An unarmed U.S. Hellfire missile winding up in Cuba could give congressional Republicans and GOP presidential candidates a new weapon to bludgeon President Obama’s legacy-building push to normalize relations between the two countries.
The weapon, originally meant to be used in a NATO exercise, hopscotched through Europe via multiple shipping companies before turning up in Havana, according to The Wall Street Journal.
While the Lockheed Martin-manufactured missile, often fired air-to-ground from helicopters and drones, didn’t contain any live ammunition, it was still loaded with sensors and targeting technology that countries like Russia and China would love to get their hands on.
An official investigation into the embarrassing incident is underway. Whether the inquiry chalks up the blunder to human error, or something more sinister like deliberate espionage, a security error of this magnitude could cause an uproar within the GOP and beyond.
With few exceptions, Republicans have adamantly resisted Obama’s effort to thaw relations between the two former Cold War adversaries.

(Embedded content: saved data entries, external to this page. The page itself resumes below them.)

mod auth;
mod schedule;
mod status;
mod user;
mod webhook;

pub mod dtos {
    pub use crate::schedule::dtos::*;
    pub use crate::user::dtos::*;
}

pub use crate::auth::api::*;
pub use crate::schedule::api::*;
pub use crate::status::api::*;
pub use crate::user::api::*;
pub use crate::webhook::api::*;
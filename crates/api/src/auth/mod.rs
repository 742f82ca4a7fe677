mod login;
mod logout;
mod refresh_token;
mod signup;

use actix_web::web;
use login::login_controller;
use logout::logout_controller;
use refresh_token::refresh_token_controller;
use signup::signup_controller;

pub fn configure_routes(cfg: &mut web::ServiceConfig) {
    cfg.route("/auth/signup", web::post().to(signup_controller));
    cfg.route("/auth/login", web::post().to(login_controller));
    cfg.route(
        "/auth/token/refresh",
        web::post().to(refresh_token_controller),
    );
    cfg.route("/auth/logout", web::post().to(logout_controller));
}
mod config;
mod repos;
mod services;
mod system;

use chrono::DateTime;
use chrono_tz::Tz;
pub use config::Config;
use dayline_domain::User;
pub use repos::{DeleteResult, Repos};
pub use services::*;
use sqlx::migrate::MigrateError;
use sqlx::postgres::PgPoolOptions;
use std::sync::Arc;
pub use system::ISys;
use system::RealSys;
use tracing::warn;

#[derive(Clone)]
pub struct DaylineContext {
    pub repos: Repos,
    pub config: Config,
    pub sys: Arc<dyn ISys>,
    pub messenger: Arc<dyn IMessenger>,
}

struct ContextParams {
    pub postgres_connection_string: String,
}

impl DaylineContext {
    async fn create(params: ContextParams) -> Self {
        let repos = Repos::create_postgres(&params.postgres_connection_string)
            .await
            .expect("Postgres credentials must be set and valid");
        let config = Config::new();
        let messenger = Arc::new(TelegramMessenger::new(config.telegram_bot_token.clone()));
        Self {
            repos,
            config,
            sys: Arc::new(RealSys {}),
            messenger,
        }
    }

    /// Context backed by in memory storage and an in memory messenger,
    /// used by tests so that they do not need postgres or telegram
    pub fn create_inmemory() -> Self {
        Self {
            repos: Repos::create_inmemory(),
            config: Config::new(),
            sys: Arc::new(RealSys {}),
            messenger: Arc::new(InMemoryMessenger::new()),
        }
    }

    /// The current time in the timezone the given user prefers. A user
    /// with an unparseable timezone gets the configured fallback, which
    /// is logged but never treated as an error.
    pub fn local_datetime(&self, user: &User) -> DateTime<Tz> {
        let tz = match user.settings.tz() {
            Some(tz) => tz,
            None => {
                warn!(
                    "User: {} has an invalid timezone: {}. Falling back to: {}.",
                    user.id, user.settings.timezone, self.config.fallback_timezone
                );
                self.config.fallback_timezone
            }
        };
        self.sys.get_utc_datetime().with_timezone(&tz)
    }
}

/// Will setup the infrastructure context given the environment
pub async fn setup_context() -> DaylineContext {
    DaylineContext::create(ContextParams {
        postgres_connection_string: get_psql_connection_string(),
    })
    .await
}

fn get_psql_connection_string() -> String {
    const PSQL_CONNECTION_STRING: &str = "DATABASE_URL";

    std::env::var(PSQL_CONNECTION_STRING)
        .unwrap_or_else(|_| panic!("{} env var to be present.", PSQL_CONNECTION_STRING))
}

pub async fn run_migration() -> Result<(), MigrateError> {
    let pool = PgPoolOptions::new()
        .max_connections(5)
        .connect(&get_psql_connection_string())
        .await
        .expect("TO CONNECT TO POSTGRES");

    sqlx::migrate!().run(&pool).await
}
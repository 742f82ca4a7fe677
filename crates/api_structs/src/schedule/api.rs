use crate::dtos::{ScheduleDTO, TaskBlockDTO};
use dayline_domain::{Day, DaySchedule, TaskBlock, TimeOfDay};
use serde::{Deserialize, Serialize};

#[derive(Debug, Deserialize, Serialize)]
#[serde(rename_all = "camelCase")]
pub struct ScheduleResponse {
    pub schedule: ScheduleDTO,
}

impl ScheduleResponse {
    pub fn new(schedule: DaySchedule, tasks: Vec<TaskBlock>) -> Self {
        Self {
            schedule: ScheduleDTO::new(schedule, tasks),
        }
    }

    pub fn empty(date: Day) -> Self {
        Self {
            schedule: ScheduleDTO::empty(date),
        }
    }
}

pub mod save_schedule {
    use super::*;

    #[derive(Debug, Deserialize, Serialize)]
    #[serde(rename_all = "camelCase")]
    pub struct TaskBlockRequest {
        pub id: String,
        pub start: TimeOfDay,
        pub end: TimeOfDay,
        pub description: String,
    }

    #[derive(Debug, Deserialize, Serialize)]
    #[serde(rename_all = "camelCase")]
    pub struct RequestBody {
        pub date: Day,
        pub tasks: Vec<TaskBlockRequest>,
    }

    pub type APIResponse = ScheduleResponse;
}

pub mod get_schedule {
    use super::*;

    #[derive(Debug, Deserialize)]
    pub struct PathParams {
        pub date: Day,
    }

    pub type APIResponse = ScheduleResponse;
}

pub mod get_today_schedule {
    use super::*;

    pub type APIResponse = ScheduleResponse;
}

pub mod complete_task {
    use super::*;

    #[derive(Debug, Deserialize)]
    pub struct PathParams {
        pub task_id: String,
    }

    #[derive(Debug, Deserialize, Serialize)]
    #[serde(rename_all = "camelCase")]
    pub struct APIResponse {
        pub task: TaskBlockDTO,
    }
}
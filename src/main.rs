mod telemetry;

use dayline_api::Application;
use dayline_infra::setup_context;
use telemetry::{get_subscriber, init_subscriber};

#[actix_web::main]
async fn main() -> std::io::Result<()> {
    openssl_probe::init_ssl_cert_env_vars();

    let subscriber = get_subscriber("dayline_server".into(), "info".into());
    init_subscriber(subscriber);

    let context = setup_context().await;

    let app = Application::new(context).await?;
    app.start().await
}
use reqwest::{Client, Method, RequestBuilder, Response, StatusCode};
use serde::{Deserialize, Serialize};

pub(crate) struct BaseClient {
    address: String,
    access_token: Option<String>,
}

#[derive(Debug)]
pub enum APIError {
    Network,
    MalformedResponse,
    Unauthorized,
    UnexpectedStatusCode(StatusCode),
}
pub type APIResponse<T> = Result<T, APIError>;

impl BaseClient {
    pub fn new(address: String) -> Self {
        Self {
            address,
            access_token: None,
        }
    }

    pub fn set_access_token(&mut self, access_token: String) {
        self.access_token = Some(access_token);
    }

    fn get_client(&self, method: Method, path: String) -> RequestBuilder {
        let client = Client::new();
        let url = format!("{}/{}", self.address, path);
        let builder = match method {
            Method::GET => client.get(&url),
            Method::POST => client.post(&url),
            Method::PUT => client.put(&url),
            Method::DELETE => client.delete(&url),
            _ => unimplemented!(),
        };

        if let Some(access_token) = &self.access_token {
            builder.header("Authorization", format!("Bearer {}", access_token))
        } else {
            builder
        }
    }

    fn check_status_code(
        &self,
        res: &Response,
        expected_status_code: StatusCode,
    ) -> Result<(), APIError> {
        let status = res.status();
        if status == expected_status_code {
            return Ok(());
        }
        match status {
            StatusCode::UNAUTHORIZED => Err(APIError::Unauthorized),
            _ => Err(APIError::UnexpectedStatusCode(status)),
        }
    }

    async fn get_json_response<T: for<'de> Deserialize<'de>>(
        &self,
        res: Response,
    ) -> APIResponse<T> {
        res.json::<T>()
            .await
            .map_err(|_| APIError::MalformedResponse)
    }

    async fn handle_api_response<T: for<'de> Deserialize<'de>>(
        &self,
        res: Response,
        expected_status_code: StatusCode,
    ) -> APIResponse<T> {
        self.check_status_code(&res, expected_status_code)?;
        self.get_json_response(res).await
    }

    pub async fn get<T: for<'de> Deserialize<'de>>(
        &self,
        path: String,
        expected_status_code: StatusCode,
    ) -> APIResponse<T> {
        let res = match self.get_client(Method::GET, path).send().await {
            Ok(res) => res,
            Err(_) => return Err(APIError::Network),
        };
        self.handle_api_response(res, expected_status_code).await
    }

    pub async fn put<T: for<'de> Deserialize<'de>, S: Serialize>(
        &self,
        body: S,
        path: String,
        expected_status_code: StatusCode,
    ) -> APIResponse<T> {
        let res = match self.get_client(Method::PUT, path).json(&body).send().await {
            Ok(res) => res,
            Err(_) => return Err(APIError::Network),
        };
        self.handle_api_response(res, expected_status_code).await
    }

    pub async fn post<T: for<'de> Deserialize<'de>, S: Serialize>(
        &self,
        body: S,
        path: String,
        expected_status_code: StatusCode,
    ) -> APIResponse<T> {
        let res = match self.get_client(Method::POST, path).json(&body).send().await {
            Ok(res) => res,
            Err(_) => return Err(APIError::Network),
        };
        self.handle_api_response(res, expected_status_code).await
    }
}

For example, even though the administration restored diplomatic relations and re-opened the U.S. embassy in Havana last summer, the longstanding 1960 trade embargo between the U.S. and Cuba remains in place.

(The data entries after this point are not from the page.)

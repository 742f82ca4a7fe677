use crate::shared::usecase::{execute, UseCase};
use crate::{error::DaylineError, shared::auth::protect_route};
use actix_web::{web, HttpRequest, HttpResponse};
use dayline_api_structs::update_settings::*;
use dayline_domain::User;
use dayline_infra::DaylineContext;

pub async fn update_settings_controller(
    http_req: HttpRequest,
    body: web::Json<RequestBody>,
    ctx: web::Data<DaylineContext>,
) -> Result<HttpResponse, DaylineError> {
    let user = protect_route(&http_req, &ctx).await?;

    let usecase = UpdateSettingsUseCase {
        user,
        name: body.0.name,
        remind_before: body.0.remind_before,
        remind_on_start: body.0.remind_on_start,
        nudge_mid: body.0.nudge_mid,
        congratulate_on_end: body.0.congratulate_on_end,
        slot_duration_minutes: body.0.slot_duration_minutes,
        timezone: body.0.timezone,
    };

    execute(usecase, &ctx)
        .await
        .map(|res| HttpResponse::Ok().json(APIResponse::new(res.user)))
        .map_err(DaylineError::from)
}

/// Applies the fields that are present and leaves the rest untouched.
/// The timezone is stored as given, reminder delivery falls back to the
/// configured default when it does not parse.
#[derive(Debug)]
pub struct UpdateSettingsUseCase {
    pub user: User,
    pub name: Option<String>,
    pub remind_before: Option<bool>,
    pub remind_on_start: Option<bool>,
    pub nudge_mid: Option<bool>,
    pub congratulate_on_end: Option<bool>,
    pub slot_duration_minutes: Option<i64>,
    pub timezone: Option<String>,
}

#[derive(Debug)]
pub struct UseCaseRes {
    pub user: User,
}

#[derive(Debug, PartialEq)]
pub enum UseCaseError {
    StorageError,
}

impl From<UseCaseError> for DaylineError {
    fn from(e: UseCaseError) -> Self {
        match e {
            UseCaseError::StorageError => Self::InternalError,
        }
    }
}

#[async_trait::async_trait(?Send)]
impl UseCase for UpdateSettingsUseCase {
    type Response = UseCaseRes;

    type Error = UseCaseError;

    const NAME: &'static str = "UpdateSettings";

    async fn execute(&mut self, ctx: &DaylineContext) -> Result<Self::Response, Self::Error> {
        let mut user = self.user.clone();

        if let Some(name) = &self.name {
            user.display_name = Some(name.clone());
        }
        if let Some(remind_before) = self.remind_before {
            user.settings.reminders.remind_before = remind_before;
        }
        if let Some(remind_on_start) = self.remind_on_start {
            user.settings.reminders.remind_on_start = remind_on_start;
        }
        if let Some(nudge_mid) = self.nudge_mid {
            user.settings.reminders.nudge_mid = nudge_mid;
        }
        if let Some(congratulate_on_end) = self.congratulate_on_end {
            user.settings.reminders.congratulate_on_end = congratulate_on_end;
        }
        if let Some(slot_duration_minutes) = self.slot_duration_minutes {
            user.settings.slot_duration_minutes = slot_duration_minutes;
        }
        if let Some(timezone) = &self.timezone {
            user.settings.timezone = timezone.clone();
        }
        user.updated = ctx.sys.get_timestamp_millis();

        match ctx.repos.users.save(&user).await {
            Ok(_) => Ok(UseCaseRes { user }),
            Err(_) => Err(UseCaseError::StorageError),
        }
    }
}

#[cfg(test)]
mod tests {
    use super::*;

    fn update_nothing(user: User) -> UpdateSettingsUseCase {
        UpdateSettingsUseCase {
            user,
            name: None,
            remind_before: None,
            remind_on_start: None,
            nudge_mid: None,
            congratulate_on_end: None,
            slot_duration_minutes: None,
            timezone: None,
        }
    }

    #[actix_web::main]
    #[test]
    async fn it_applies_partial_updates() {
        let ctx = DaylineContext::create_inmemory();
        let user = User::new("lena".into(), "hash".into(), None, 0);
        ctx.repos.users.insert(&user).await.expect("To insert user");

        let mut usecase = update_nothing(user.clone());
        usecase.nudge_mid = Some(false);
        usecase.timezone = Some("Europe/Oslo".into());
        let res = usecase.execute(&ctx).await.expect("To update settings");

        assert!(!res.user.settings.reminders.nudge_mid);
        assert_eq!(res.user.settings.timezone, "Europe/Oslo");
        // Fields that were not in the request keep their values
        assert!(res.user.settings.reminders.remind_before);
        assert_eq!(res.user.settings.slot_duration_minutes, 60);

        let stored = ctx.repos.users.find(&user.id).await.expect("To find user");
        assert!(!stored.settings.reminders.nudge_mid);
    }

    #[actix_web::main]
    #[test]
    async fn it_stores_timezones_verbatim() {
        let ctx = DaylineContext::create_inmemory();
        let user = User::new("lena".into(), "hash".into(), None, 0);
        ctx.repos.users.insert(&user).await.expect("To insert user");

        let mut usecase = update_nothing(user);
        usecase.timezone = Some("Not/AZone".into());
        let res = usecase.execute(&ctx).await.expect("To update settings");

        assert_eq!(res.user.settings.timezone, "Not/AZone");
        assert!(res.user.settings.tz().is_none());
    }
}
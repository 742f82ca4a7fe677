use serde::{de::Visitor, Deserialize, Serialize};
use std::{fmt::Display, str::FromStr};
use thiserror::Error;
use uuid::Uuid;

pub trait Entity<T: PartialEq> {
    fn id(&self) -> T;
    fn eq(&self, other: &Self) -> bool {
        self.id() == other.id()
    }
}

#[derive(Debug, Clone, PartialEq, Eq, Hash)]
pub struct ID(Uuid);
impl ID {
    pub fn new() -> Self {
        Self(Uuid::new_v4())
    }

    pub fn as_string(&self) -> String {
        self.0.to_hyphenated().to_string()
    }

    pub fn inner(self) -> Uuid {
        self.0
    }

    pub fn inner_ref(&self) -> &Uuid {
        &self.0
    }
}

impl From<Uuid> for ID {
    fn from(uuid: Uuid) -> Self {
        Self(uuid)
    }
}

impl Default for ID {
    fn default() -> Self {
        Self::new()
    }
}

impl Display for ID {
    fn fmt(&self, f: &mut std::fmt::Formatter<'_>) -> std::fmt::Result {
        write!(f, "{}", self.as_string())
    }
}

#[derive(Error, Debug)]
pub enum InvalidIDError {
    #[error("ID: {0} is malformed")]
    Malformed(String),
}

impl FromStr for ID {
    type Err = InvalidIDError;

    fn from_str(s: &str) -> Result<Self, Self::Err> {
        Uuid::from_str(s)
            .map(Self)
            .map_err(|_| InvalidIDError::Malformed(s.to_string()))
    }
}

impl Serialize for ID {
    fn serialize<S>(&self, serializer: S) -> Result<S::Ok, S::Error>
    where
        S: serde::Serializer,
    {
        serializer.serialize_str(&self.as_string())
    }
}

impl<'de> Deserialize<'de> for ID {
    fn deserialize<D>(deserializer: D) -> Result<Self, D::Error>
    where
        D: serde::Deserializer<'de>,
    {
        struct IDVisitor;

        impl<'de> Visitor<'de> for IDVisitor {
            type Value = ID;

            fn expecting(&self, formatter: &mut std::fmt::Formatter) -> std::fmt::Result {
                formatter.write_str("A valid string id representation")
            }

            fn visit_str<E>(self, value: &str) -> Result<ID, E>
            where
                E: serde::de::Error,
            {
                value
                    .parse::<ID>()
                    .map_err(|_| E::custom(format!("Malformed id: {}", value)))
            }
        }

        deserializer.deserialize_str(IDVisitor)
    }
}

#[cfg(test)]
mod test {
    use super::*;

    #[test]
    fn it_parses_valid_ids() {
        let id = ID::new();
        let parsed = id.as_string().parse::<ID>();
        assert!(parsed.is_ok());
        assert_eq!(parsed.unwrap(), id);
    }

    #[test]
    fn it_rejects_malformed_ids() {
        for bad in &["", "123", "not-an-id", "5f3b0c5c0c5c0c5c0c5c0c5c"] {
            assert!(bad.parse::<ID>().is_err());
        }
    }
}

Despite pressure from the business community to take action, only Congress could reverse the embargo, which the GOP is loath to do and, thereby handing the president a foreign policy victory.
Sen. Marco Rubio (R-FL), a GOP presidential contender, in particular has been a harsh critic of Obama’s policy, arguing that it only benefits the repressive government of Cuban President Raúl Castro, which has a bad track record on human rights and open democracy.
And sure enough, the Cuban-American member of the Senate Foreign Relations Committee was the first chime in, sending a letter to the senior State Department official in charge of Cuba relations demanding answers.
“Preventing the proliferation of sensitive U.S. technology is one of the most important duties carried out by the State Department. While your bureau is not the primary entity within the State Department handling these issues, you oversee U.S. policy toward Cuba and interactions with Cuban officials,” Rubio said in a missive to Roberta Jackson, the Assistant Secretary of State for Western Hemisphere Affairs. “Thus, the fact that members of Congress are reading about Cuba's possession of a U.S. missile in the newspaper rather than from you or other State Department officials is astounding and inexcusable.”
The White House, meanwhile, jabbed back at Rubio. "My guess is he gets most of his news about what's happening in Congress from the newspaper,” press secretary Josh Earnest said during a press briefing, a nod to Rubio’ poor attendance rate in the Senate.
Obama has indicated he would like to visit Cuba before leaving office in 2017 and urged his critics to have patience with his policy, saying that change will come about on the island gradually.
But patience hasn’t exactly been the watchword in the hotly contested Republican primary.
Besides Rubio, it’s possible that Cuban-American Sen. Ted Cruz (R-TX), who leads the primary polls in Iowa, and former Florida Governor Jeb Bush, will weigh in on the incident, especially as the entire primary is now focused on who is strongest on national security.